The China Space Day is a space-related holiday in the People's Republic of China, which is celebrated on April 24th every year. The holiday was established in 2016. On this day, the China National Space Administration holds activities related to the theme of space.

== History ==
At the Second Session of the 11th National Committee of the Chinese People's Political Consultative Conference held in 2009, CPPCC member Liang Xiaohong first proposed the "Proposal on Establishing a 'China Space Day'". From 2009 to 2013, he submitted the "Proposal on Establishing a 'China Space Day'" at the CPPCC National Committee meeting every year. The proposed date was October 15th every year, which is the day when Yang Liwei, the first Chinese astronaut, entered space for the first time aboard the Shenzhou 5 crewed spacecraft. In August 2013, the proposal received a reply from the relevant national departments, and the State Administration of Science, Technology and Industry for National Defense actively promoted the development of this work. On March 8, 2016, the State Council of China decided to establish April 24 of each year as China Space Day starting in 2016. The reason for choosing this day is that April 24, 1970 was the day that China's first artificial Earth satellite, Dong Fang Hong 1, was successfully launched.

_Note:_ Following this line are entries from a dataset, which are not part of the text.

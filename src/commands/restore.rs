//! Restore command implementation
//!
//! Runs the solution-restore orchestrator over a checkout: every `*.sln`
//! file is restored one at a time with `dotnet restore`, using the resolved
//! package-source overrides when present.

use std::path::PathBuf;

use anyhow::Result;
use clap::Args;

use depkeeper::restore::{DotnetRestoreCommand, SolutionsRestore, WorkingFolder};
use depkeeper::settings::{GlobalOptions, ModalSettings, SettingsContainer};

use crate::commands;

/// Arguments for the restore command
#[derive(Args, Debug)]
pub struct RestoreArgs {
    /// Repository checkout to restore (defaults to the current directory)
    #[arg(value_name = "DIR", default_value = ".")]
    pub target: PathBuf,
}

/// Execute the restore command, returning the process exit code.
pub fn run(args: RestoreArgs, options: &GlobalOptions) -> i32 {
    let modal = ModalSettings::new(args.target.clone());
    commands::run_validated(options, modal, &[commands::target_exists], |settings| {
        execute(settings)
    })
}

fn execute(settings: &SettingsContainer) -> Result<()> {
    let folder = WorkingFolder::new(&settings.modal.target);
    let restore = SolutionsRestore::new(DotnetRestoreCommand);

    restore.restore(&folder, settings.user.sources.as_ref())?;

    println!("Restore complete");
    Ok(())
}
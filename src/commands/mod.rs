//! # CLI Command Implementations
//!
//! One module per subcommand, each with a clap `Args` struct and a `run`
//! function taking the parsed args plus the shared [`GlobalOptions`].
//!
//! `run_validated` is the shared command skeleton: resolve and validate
//! settings (base steps first, then any command-specific steps), short-
//! circuit to exit code -1 on a validation failure, otherwise hand the
//! read-only container to the command body and map its result to an exit
//! code.

use depkeeper::settings::{
    self, GlobalOptions, ModalSettings, SettingsContainer, ValidationResult, ValidationStep,
};

pub mod completions;
pub mod inspect;
pub mod restore;

/// Resolve settings, then run the command body on success.
///
/// A validation failure is logged verbatim and mapped to exit code -1; no
/// partially-populated settings ever reach the body.
pub fn run_validated(
    options: &GlobalOptions,
    modal: ModalSettings,
    extra_steps: &[ValidationStep],
    body: impl FnOnce(&SettingsContainer) -> anyhow::Result<()>,
) -> i32 {
    let (settings, validation) = settings::resolve_with(options, modal, extra_steps);

    if let Some(message) = validation.message() {
        log::error!("{}", message);
        return -1;
    }

    match body(&settings) {
        Ok(()) => 0,
        Err(e) => {
            log::error!("{:#}", e);
            1
        }
    }
}

/// Command-specific validation step: the target checkout must exist.
pub fn target_exists(settings: &mut SettingsContainer, _: &GlobalOptions) -> ValidationResult {
    if settings.modal.target.is_dir() {
        ValidationResult::Success
    } else {
        ValidationResult::failure(format!(
            "Target directory '{}' not found",
            settings.modal.target.display()
        ))
    }
}
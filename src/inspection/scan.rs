//! Discovery of package-reference files in a checkout

use std::fs;
use std::path::Path;

use log::debug;
use walkdir::{DirEntry, WalkDir};

use crate::error::{Error, Result};
use crate::inspection::package_path::{PackagePath, PackageReferenceType};

/// Directories that never contain source-controlled package references.
const SKIPPED_DIRS: [&str; 4] = ["bin", "obj", "packages", "node_modules"];

/// Walk a checkout and return a [`PackagePath`] for every package-reference
/// file found, classified by dialect.
///
/// Hidden directories and build-output directories are skipped. A project
/// file with a `packages.config` next to it is classified as old-style; its
/// references live in the config file, which is reported separately.
pub fn scan(root: &Path) -> Result<Vec<PackagePath>> {
    let base = root.to_str().ok_or_else(|| Error::Path {
        message: format!("checkout root '{}' is not valid UTF-8", root.display()),
    })?;

    let mut found = Vec::new();

    let walker = WalkDir::new(root)
        .into_iter()
        .filter_entry(|entry| !is_skipped(entry));

    for entry in walker.filter_map(std::result::Result::ok) {
        if !entry.file_type().is_file() {
            continue;
        }

        let Some(reference_type) = classify(entry.path()) else {
            continue;
        };

        let relative = entry
            .path()
            .strip_prefix(root)
            .unwrap_or(entry.path())
            .to_str()
            .ok_or_else(|| Error::Path {
                message: format!("path '{}' is not valid UTF-8", entry.path().display()),
            })?
            .to_string();

        debug!("found {:?} reference file: {}", reference_type, relative);
        found.push(PackagePath::new(base, &relative, reference_type)?);
    }

    Ok(found)
}

fn is_skipped(entry: &DirEntry) -> bool {
    // The walk root is the checkout itself, whatever it is named.
    if entry.depth() == 0 || !entry.file_type().is_dir() {
        return false;
    }

    entry
        .file_name()
        .to_str()
        .map(|name| name.starts_with('.') || SKIPPED_DIRS.contains(&name))
        .unwrap_or(false)
}

fn classify(path: &Path) -> Option<PackageReferenceType> {
    let name = path.file_name()?.to_str()?;

    if name.eq_ignore_ascii_case("packages.config") {
        return Some(PackageReferenceType::PackagesConfig);
    }

    let extension = path.extension()?.to_str()?;
    match extension.to_ascii_lowercase().as_str() {
        "csproj" | "fsproj" | "vbproj" => {
            if has_sibling_packages_config(path) {
                Some(PackageReferenceType::ProjectFileOldStyle)
            } else {
                Some(PackageReferenceType::ProjectFile)
            }
        }
        "nuspec" => Some(PackageReferenceType::Nuspec),
        _ => None,
    }
}

fn has_sibling_packages_config(project: &Path) -> bool {
    // Same case rule as classify: the config file name is matched
    // case-insensitively.
    let Some(dir) = project.parent() else {
        return false;
    };
    let Ok(entries) = fs::read_dir(dir) else {
        return false;
    };

    entries.filter_map(std::result::Result::ok).any(|entry| {
        entry.path().is_file()
            && entry
                .file_name()
                .to_str()
                .is_some_and(|name| name.eq_ignore_ascii_case("packages.config"))
    })
}
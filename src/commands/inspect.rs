//! Inspect command implementation
//!
//! Scans a repository checkout for package-reference files, extracts the
//! references they declare, applies the include/exclude filters and prints a
//! report. `--json` switches to machine-readable output.

use std::path::PathBuf;

use anyhow::Result;
use clap::Args;

use depkeeper::inspection::{read, scan};
use depkeeper::settings::{GlobalOptions, ModalSettings, SettingsContainer};

use crate::commands;

/// Arguments for the inspect command
#[derive(Args, Debug)]
pub struct InspectArgs {
    /// Repository checkout to inspect (defaults to the current directory)
    #[arg(value_name = "DIR", default_value = ".")]
    pub target: PathBuf,

    /// Emit the report as JSON
    #[arg(long)]
    pub json: bool,
}

/// Execute the inspect command, returning the process exit code.
pub fn run(args: InspectArgs, options: &GlobalOptions) -> i32 {
    let modal = ModalSettings::new(args.target.clone());
    commands::run_validated(options, modal, &[commands::target_exists], |settings| {
        execute(&args, settings)
    })
}

fn execute(args: &InspectArgs, settings: &SettingsContainer) -> Result<()> {
    let found = scan::scan(&settings.modal.target)?;

    let mut references = Vec::new();
    for path in &found {
        for reference in read::read_references(path)? {
            if settings.user.selects(&reference.id) {
                references.push(reference);
            }
        }
    }

    if args.json {
        println!("{}", serde_json::to_string_pretty(&references)?);
        return Ok(());
    }

    println!(
        "{} package reference file(s), {} package reference(s)",
        found.len(),
        references.len()
    );
    for reference in &references {
        println!(
            "  {} {} ({})",
            reference.id,
            reference.version,
            reference.path.relative_path().display()
        );
    }

    Ok(())
}
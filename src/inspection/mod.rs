//! # Repository Inspection
//!
//! Discovery and addressing of package-reference files within a repository
//! checkout.
//!
//! - [`package_path`] is the canonical path model every downstream consumer
//!   relies on.
//! - [`scan`] walks a checkout and classifies reference files by dialect.
//! - [`read`] extracts `(id, version)` pairs from a discovered file.

pub mod package_path;
pub mod read;
pub mod scan;

pub use package_path::{PackagePath, PackageReferenceType};
pub use read::PackageReference;
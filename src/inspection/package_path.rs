//! Canonical addressing of a package-reference file within a checkout
//!
//! All downstream reading and writing logic relies on [`PackagePath`] instead
//! of re-deriving path arithmetic. Instances are immutable value objects; all
//! derived fields are fixed at construction time.

use std::path::{Path, PathBuf, MAIN_SEPARATOR};

use serde::Serialize;

use crate::error::{Error, Result};

/// The file-format dialect a package reference came from.
///
/// Format-specific readers and writers key off this tag; the path model
/// itself treats all dialects identically.
#[derive(Debug, Clone, Copy, PartialEq, Eq, Serialize)]
pub enum PackageReferenceType {
    /// SDK-style project file with `<PackageReference>` elements.
    ProjectFile,
    /// Legacy project file referencing a side-by-side `packages.config`.
    ProjectFileOldStyle,
    /// A `packages.config` file.
    PackagesConfig,
    /// A `.nuspec` package manifest.
    Nuspec,
}

/// Where a package-reference file lives, with all path arithmetic done once.
#[derive(Debug, Clone, PartialEq, Eq, Serialize)]
pub struct PackagePath {
    base_directory: PathBuf,
    relative_path: PathBuf,
    file_name: String,
    full_path: PathBuf,
    full_directory: PathBuf,
    reference_type: PackageReferenceType,
}

impl PackagePath {
    /// Build a package path from the checkout root and a path relative to it.
    ///
    /// A relative path carrying an accidental absolute-style prefix has
    /// exactly one leading separator stripped; more than one is left alone.
    /// Blank or whitespace-only inputs are rejected.
    pub fn new(
        base_directory: &str,
        relative_path: &str,
        reference_type: PackageReferenceType,
    ) -> Result<Self> {
        if base_directory.trim().is_empty() {
            return Err(Error::Path {
                message: "base directory is blank".to_string(),
            });
        }

        if relative_path.trim().is_empty() {
            return Err(Error::Path {
                message: "relative path is blank".to_string(),
            });
        }

        let relative_path = relative_path
            .strip_prefix(MAIN_SEPARATOR)
            .unwrap_or(relative_path);

        let base_directory = PathBuf::from(base_directory);
        let relative_path = PathBuf::from(relative_path);

        let file_name = relative_path
            .file_name()
            .and_then(|name| name.to_str())
            .map(str::to_string)
            .ok_or_else(|| Error::Path {
                message: format!("relative path '{}' has no file name", relative_path.display()),
            })?;

        let full_path = base_directory.join(&relative_path);
        let full_directory = full_path
            .parent()
            .map(Path::to_path_buf)
            .unwrap_or_else(|| base_directory.clone());

        Ok(Self {
            base_directory,
            relative_path,
            file_name,
            full_path,
            full_directory,
            reference_type,
        })
    }

    /// The working directory at the root of all the files.
    pub fn base_directory(&self) -> &Path {
        &self.base_directory
    }

    /// Path from the base directory to the file, including the file name.
    pub fn relative_path(&self) -> &Path {
        &self.relative_path
    }

    /// Just the file name.
    pub fn file_name(&self) -> &str {
        &self.file_name
    }

    /// Full path to the file.
    pub fn full_path(&self) -> &Path {
        &self.full_path
    }

    /// The full directory containing the file, without the file name.
    pub fn full_directory(&self) -> &Path {
        &self.full_directory
    }

    pub fn reference_type(&self) -> PackageReferenceType {
        self.reference_type
    }
}

#[cfg(test)]
mod tests {
    use super::*;

    #[test]
    fn test_full_path_is_join_of_base_and_relative() {
        let path =
            PackagePath::new("/repo", "src/a.csproj", PackageReferenceType::ProjectFile).unwrap();

        assert_eq!(path.full_path(), Path::new("/repo/src/a.csproj"));
        assert_eq!(path.base_directory(), Path::new("/repo"));
        assert_eq!(path.relative_path(), Path::new("src/a.csproj"));
        assert_eq!(path.file_name(), "a.csproj");
        assert_eq!(path.full_directory(), Path::new("/repo/src"));
        assert_eq!(path.reference_type(), PackageReferenceType::ProjectFile);
    }

    #[test]
    fn test_single_leading_separator_is_stripped() {
        let with = PackagePath::new("/repo", "/src/a.csproj", PackageReferenceType::ProjectFile)
            .unwrap();
        let without =
            PackagePath::new("/repo", "src/a.csproj", PackageReferenceType::ProjectFile).unwrap();

        assert_eq!(with.full_path(), without.full_path());
        assert_eq!(with.relative_path(), Path::new("src/a.csproj"));
    }

    #[test]
    fn test_only_one_separator_is_stripped() {
        let path = PackagePath::new("/repo", "//src/a.csproj", PackageReferenceType::ProjectFile)
            .unwrap();

        assert_eq!(path.relative_path(), Path::new("/src/a.csproj"));
    }

    #[test]
    fn test_blank_base_directory_is_rejected() {
        let result = PackagePath::new("", "src/a.csproj", PackageReferenceType::ProjectFile);
        assert!(matches!(result, Err(Error::Path { .. })));

        let result = PackagePath::new("   ", "src/a.csproj", PackageReferenceType::ProjectFile);
        assert!(matches!(result, Err(Error::Path { .. })));
    }

    #[test]
    fn test_blank_relative_path_is_rejected() {
        let result = PackagePath::new("/repo", "", PackageReferenceType::PackagesConfig);
        assert!(matches!(result, Err(Error::Path { .. })));

        let result = PackagePath::new("/repo", "  ", PackageReferenceType::PackagesConfig);
        assert!(matches!(result, Err(Error::Path { .. })));
    }

    #[test]
    fn test_file_at_checkout_root() {
        let path =
            PackagePath::new("/repo", "packages.config", PackageReferenceType::PackagesConfig)
                .unwrap();

        assert_eq!(path.file_name(), "packages.config");
        assert_eq!(path.full_path(), Path::new("/repo/packages.config"));
        assert_eq!(path.full_directory(), Path::new("/repo"));
    }
}
//! # Completions Command Implementation
//!
//! Generates shell completion scripts using `clap_complete`, enabling
//! tab-completion for all `depkeeper` commands and options.
//!
//! ## Example
//!
//! ```bash
//! depkeeper completions bash > ~/.local/share/bash-completion/completions/depkeeper
//! ```

use clap::{Args, CommandFactory, ValueEnum};
use clap_complete::{generate, Shell};
use std::io;

use crate::cli::Cli;

/// Shell types for completion generation
#[derive(Debug, Clone, Copy, ValueEnum)]
pub enum CompletionShell {
    /// Bourne Again Shell
    Bash,
    /// Z Shell
    Zsh,
    /// Fish Shell
    Fish,
    /// PowerShell
    #[value(name = "powershell")]
    PowerShell,
    /// Elvish Shell
    Elvish,
}

impl From<CompletionShell> for Shell {
    fn from(shell: CompletionShell) -> Self {
        match shell {
            CompletionShell::Bash => Shell::Bash,
            CompletionShell::Zsh => Shell::Zsh,
            CompletionShell::Fish => Shell::Fish,
            CompletionShell::PowerShell => Shell::PowerShell,
            CompletionShell::Elvish => Shell::Elvish,
        }
    }
}

/// Generate shell completion scripts
#[derive(Args, Debug)]
pub struct CompletionsArgs {
    /// The shell to generate completions for
    #[arg(value_enum)]
    pub shell: CompletionShell,
}

/// Execute the `completions` command, writing the script to stdout.
pub fn run(args: CompletionsArgs) -> i32 {
    let mut cmd = Cli::command();
    let shell: Shell = args.shell.into();
    generate(shell, &mut cmd, "depkeeper", &mut io::stdout());
    0
}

On April 24, 2016, the first China Space Day, Chinese Communist Party General Secretary Xi Jinping issued instructions to express his high respect to the personnel who have contributed to the development of the space industry over the past 60 years. He stressed that the vast number of space science and technology workers should firmly grasp strategic opportunities, adhere to innovation-driven development, bravely climb the peak of science and technology, write a new chapter in China's space industry, and make greater contributions to serving the overall development of the country and improving human well-being. He said that the purpose of establishing China Space Day is to remember history, inherit the spirit, inspire the enthusiasm of the whole people, especially young people, to admire science, explore the unknown and dare to innovate, and gather powerful strength for realizing the Chinese dream of the great rejuvenation of the Chinese nation.

== Themes ==
Each China Space Day has an officially announced theme slogan, and information about China's space activities is often released for the first time during the China Space Day activities.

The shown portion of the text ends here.